LISTED ENTRIES ->
--*--
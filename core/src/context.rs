// Licensed to the Apache Software Foundation (ASF) under one
// or more contributor license agreements.  See the NOTICE file
// distributed with this work for additional information
// regarding copyright ownership.  The ASF licenses this file
// to you under the Apache License, Version 2.0 (the
// "License"); you may not use this file except in compliance
// with the License.  You may obtain a copy of the License at
//
//   http://www.apache.org/licenses/LICENSE-2.0
//
// Unless required by applicable law or agreed to in writing,
// software distributed under the License is distributed on an
// "AS IS" BASIS, WITHOUT WARRANTIES OR CONDITIONS OF ANY
// KIND, either express or implied.  See the License for the
// specific language governing permissions and limitations
// under the License.

use crate::time::{self, DateTime};
use std::collections::HashMap;
use std::fmt::Debug;
use std::sync::Arc;

/// Context provides the capabilities used while signing requests.
///
/// ## Important
///
/// hmacsign provides NO default environment. Users MAY configure the components they need.
/// An unconfigured environment behaves as if no variable is set. The clock defaults to
/// the system clock.
///
/// ## Example
///
/// ```
/// use hmacsign_core::{Context, OsEnv};
///
/// let ctx = Context::new().with_env(OsEnv);
/// ```
#[derive(Clone)]
pub struct Context {
    env: Arc<dyn Env>,
    clock: Arc<dyn Clock>,
}

impl Debug for Context {
    fn fmt(&self, f: &mut std::fmt::Formatter<'_>) -> std::fmt::Result {
        f.debug_struct("Context")
            .field("env", &self.env)
            .field("clock", &self.clock)
            .finish()
    }
}

impl Default for Context {
    fn default() -> Self {
        Self::new()
    }
}

impl Context {
    /// Create a new Context with a no-op env and the system clock.
    ///
    /// ```
    /// use hmacsign_core::Context;
    ///
    /// let ctx = Context::new();
    /// // You can configure specific components as needed:
    /// // ctx.with_env(my_env_provider)
    /// //    .with_clock(my_clock);
    /// ```
    pub fn new() -> Self {
        Self {
            env: Arc::new(NoopEnv),
            clock: Arc::new(SystemClock),
        }
    }

    /// Replace the environment implementation.
    pub fn with_env(mut self, env: impl Env) -> Self {
        self.env = Arc::new(env);
        self
    }

    /// Replace the clock implementation.
    pub fn with_clock(mut self, clock: impl Clock) -> Self {
        self.clock = Arc::new(clock);
        self
    }

    /// Get the environment variable.
    ///
    /// - Returns `Some(v)` if the environment variable is found and is valid utf-8.
    /// - Returns `None` if the environment variable is not found or value is invalid.
    #[inline]
    pub fn env_var(&self, key: &str) -> Option<String> {
        self.env.var(key)
    }

    /// Returns an hashmap of (variable, value) pairs of strings, for all the
    /// environment variables of the current process.
    #[inline]
    pub fn env_vars(&self) -> HashMap<String, String> {
        self.env.vars()
    }

    /// Current time according to the configured clock.
    #[inline]
    pub fn now(&self) -> DateTime {
        self.clock.now()
    }
}

/// Permits parameterizing environment variable access.
pub trait Env: Debug + Send + Sync + 'static {
    /// Get an environment variable.
    ///
    /// - Returns `Some(v)` if the environment variable is found and is valid utf-8.
    /// - Returns `None` if the environment variable is not found or value is invalid.
    fn var(&self, key: &str) -> Option<String>;

    /// Returns an hashmap of (variable, value) pairs of strings, for all the
    /// environment variables of the current process.
    fn vars(&self) -> HashMap<String, String>;
}

/// Implements Env for the OS context.
#[derive(Debug, Copy, Clone)]
pub struct OsEnv;

impl Env for OsEnv {
    fn var(&self, key: &str) -> Option<String> {
        std::env::var_os(key)?.into_string().ok()
    }

    fn vars(&self) -> HashMap<String, String> {
        std::env::vars().collect()
    }
}

/// StaticEnv provides a static env environment.
///
/// This is useful for testing or for providing a fixed environment.
#[derive(Debug, Clone, Default)]
pub struct StaticEnv {
    /// The environment variables to use.
    pub envs: HashMap<String, String>,
}

impl Env for StaticEnv {
    fn var(&self, key: &str) -> Option<String> {
        self.envs.get(key).cloned()
    }

    fn vars(&self) -> HashMap<String, String> {
        self.envs.clone()
    }
}

/// NoopEnv is a no-op implementation that always returns None/empty.
///
/// This is used when no environment is configured.
#[derive(Debug, Clone, Copy, Default)]
pub struct NoopEnv;

impl Env for NoopEnv {
    fn var(&self, _key: &str) -> Option<String> {
        None
    }

    fn vars(&self) -> HashMap<String, String> {
        HashMap::new()
    }
}

/// Clock is the time source used to stamp signed requests.
pub trait Clock: Debug + Send + Sync + 'static {
    /// Current UTC time.
    fn now(&self) -> DateTime;
}

/// SystemClock reads the current time from the operating system.
#[derive(Debug, Clone, Copy, Default)]
pub struct SystemClock;

impl Clock for SystemClock {
    fn now(&self) -> DateTime {
        time::now()
    }
}

/// FixedClock always returns the same instant.
///
/// # Note
///
/// Requests should always be signed with the current time. Only use this
/// clock for testing.
#[derive(Debug, Clone, Copy)]
pub struct FixedClock(pub DateTime);

impl Clock for FixedClock {
    fn now(&self) -> DateTime {
        self.0
    }
}
//! Bounded Cache
//!
//! LRU-bounded view over a [`StorageEngine`]: at most `capacity` keys are kept.
//! The cache stores each key's serialized locator, not its value; values are
//! always read from the value log. When admitting a key would exceed the
//! capacity, the least recently used key is evicted and deleted from the
//! engine.
//!
//! Writes to cached keys must go through the cache. A locator that went
//! stale because defragmentation moved the record is refreshed from the
//! engine on the next read.

use std::collections::{BTreeMap, HashMap};
use std::sync::Arc;

use bytes::Bytes;
use parking_lot::Mutex;
use tracing::debug;

use crate::engine::StorageEngine;
use crate::error::{BlockError, Result};
use crate::index::IndexEntry;

/// LRU wrapper keyed by the engine's keys
pub struct BoundedCache {
    engine: Arc<StorageEngine>,
    capacity: usize,
    state: Mutex<LruState>,
}

struct Slot {
    /// Encoded `IndexEntry`
    locator: Vec<u8>,
    stamp: u64,
}

#[derive(Default)]
struct LruState {
    slots: HashMap<Vec<u8>, Slot>,

    /// stamp → key; the first entry is the least recently used
    recency: BTreeMap<u64, Vec<u8>>,

    clock: u64,
}

impl LruState {
    /// Insert or refresh a key; returns the key evicted to make room, if any
    fn admit(&mut self, key: &[u8], locator: Vec<u8>, capacity: usize) -> Option<Vec<u8>> {
        self.clock += 1;
        let stamp = self.clock;

        if let Some(slot) = self.slots.get_mut(key) {
            self.recency.remove(&slot.stamp);
            slot.stamp = stamp;
            slot.locator = locator;
            self.recency.insert(stamp, key.to_vec());
            return None;
        }

        self.slots.insert(key.to_vec(), Slot { locator, stamp });
        self.recency.insert(stamp, key.to_vec());

        if self.slots.len() > capacity {
            let (_, evicted) = self.recency.pop_first()?;
            self.slots.remove(&evicted);
            return Some(evicted);
        }
        None
    }

    /// Mark a key as just used; returns its locator
    fn touch(&mut self, key: &[u8]) -> Option<Vec<u8>> {
        self.clock += 1;
        let stamp = self.clock;
        let slot = self.slots.get_mut(key)?;
        self.recency.remove(&slot.stamp);
        slot.stamp = stamp;
        self.recency.insert(stamp, key.to_vec());
        Some(slot.locator.clone())
    }

    fn forget(&mut self, key: &[u8]) {
        if let Some(slot) = self.slots.remove(key) {
            self.recency.remove(&slot.stamp);
        }
    }
}

impl BoundedCache {
    pub fn new(engine: Arc<StorageEngine>, capacity: usize) -> Result<Self> {
        if capacity == 0 {
            return Err(BlockError::Config("cache capacity must be at least 1".to_string()));
        }
        Ok(Self {
            engine,
            capacity,
            state: Mutex::new(LruState::default()),
        })
    }

    /// Get a value, marking the key as most recently used
    ///
    /// Keys the cache does not track yet are looked up in the engine and
    /// admitted.
    pub fn get(&self, key: impl AsRef<[u8]>) -> Result<Bytes> {
        let key = key.as_ref();

        let cached = self.state.lock().touch(key);
        if let Some(locator) = cached {
            let entry = IndexEntry::decode(&locator)?;
            match self.engine.read_located(&entry) {
                Ok(value) => return Ok(value),
                Err(e) if e.is_missing_file() || matches!(e, BlockError::CorruptIndex { .. }) => {
                    debug!(segment = %entry.segment, "Cached locator is stale, refreshing");
                }
                Err(e) => return Err(e),
            }
        }

        let Some(entry) = self.engine.locate(key) else {
            self.state.lock().forget(key);
            return Err(BlockError::KeyNotFound);
        };
        let value = self.engine.read_located(&entry)?;
        self.admit(key)?;
        Ok(value)
    }

    /// Put a key-value pair, evicting the least recently used key if full
    pub fn set(&self, key: impl AsRef<[u8]>, value: impl AsRef<[u8]>) -> Result<()> {
        let key = key.as_ref();
        self.engine.set(key, value)?;
        self.admit(key)
    }

    /// Delete a key from the engine and the cache
    pub fn delete(&self, key: impl AsRef<[u8]>) -> Result<()> {
        let key = key.as_ref();
        self.engine.delete(key)?;
        self.state.lock().forget(key);
        Ok(())
    }

    /// Track `key` at the locator the engine holds for it right now
    ///
    /// Resolved under the state lock: an older locator never replaces a
    /// newer one admitted by a concurrent write.
    fn admit(&self, key: &[u8]) -> Result<()> {
        let evicted = {
            let mut state = self.state.lock();
            match self.engine.locate(key) {
                Some(current) => state.admit(key, current.encode(), self.capacity),
                None => {
                    state.forget(key);
                    None
                }
            }
        };
        if let Some(evicted) = evicted {
            debug!(key = ?String::from_utf8_lossy(&evicted), "Evicting least recently used key");
            self.engine.delete(&evicted)?;
        }
        Ok(())
    }

    /// True when the cache currently tracks `key`
    pub fn contains(&self, key: impl AsRef<[u8]>) -> bool {
        self.state.lock().slots.contains_key(key.as_ref())
    }

    /// Number of tracked keys
    pub fn len(&self) -> usize {
        self.state.lock().slots.len()
    }

    pub fn is_empty(&self) -> bool {
        self.len() == 0
    }

    pub fn capacity(&self) -> usize {
        self.capacity
    }

    pub fn engine(&self) -> &Arc<StorageEngine> {
        &self.engine
    }
}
--*--
AIM OF THE TASK ->
Each line in the records above with "capacity" must be returned.

ANSWER SECTION ->
//! LRU-bounded view over a [`StorageEngine`]: at most `capacity` keys are kept.
//! capacity, the least recently used key is evicted and deleted from the
    capacity: usize,
    fn admit(&mut self, key: &[u8], locator: Vec<u8>, capacity: usize) -> Option<Vec<u8>> {
        if self.slots.len() > capacity {
    pub fn new(engine: Arc<StorageEngine>, capacity: usize) -> Result<Self> {
        if capacity == 0 {
            return Err(BlockError::Config("cache capacity must be at least 1".to_string()));
            capacity,
                Some(current) => state.admit(key, current.encode(), self.capacity),
    pub fn capacity(&self) -> usize {
        self.capacity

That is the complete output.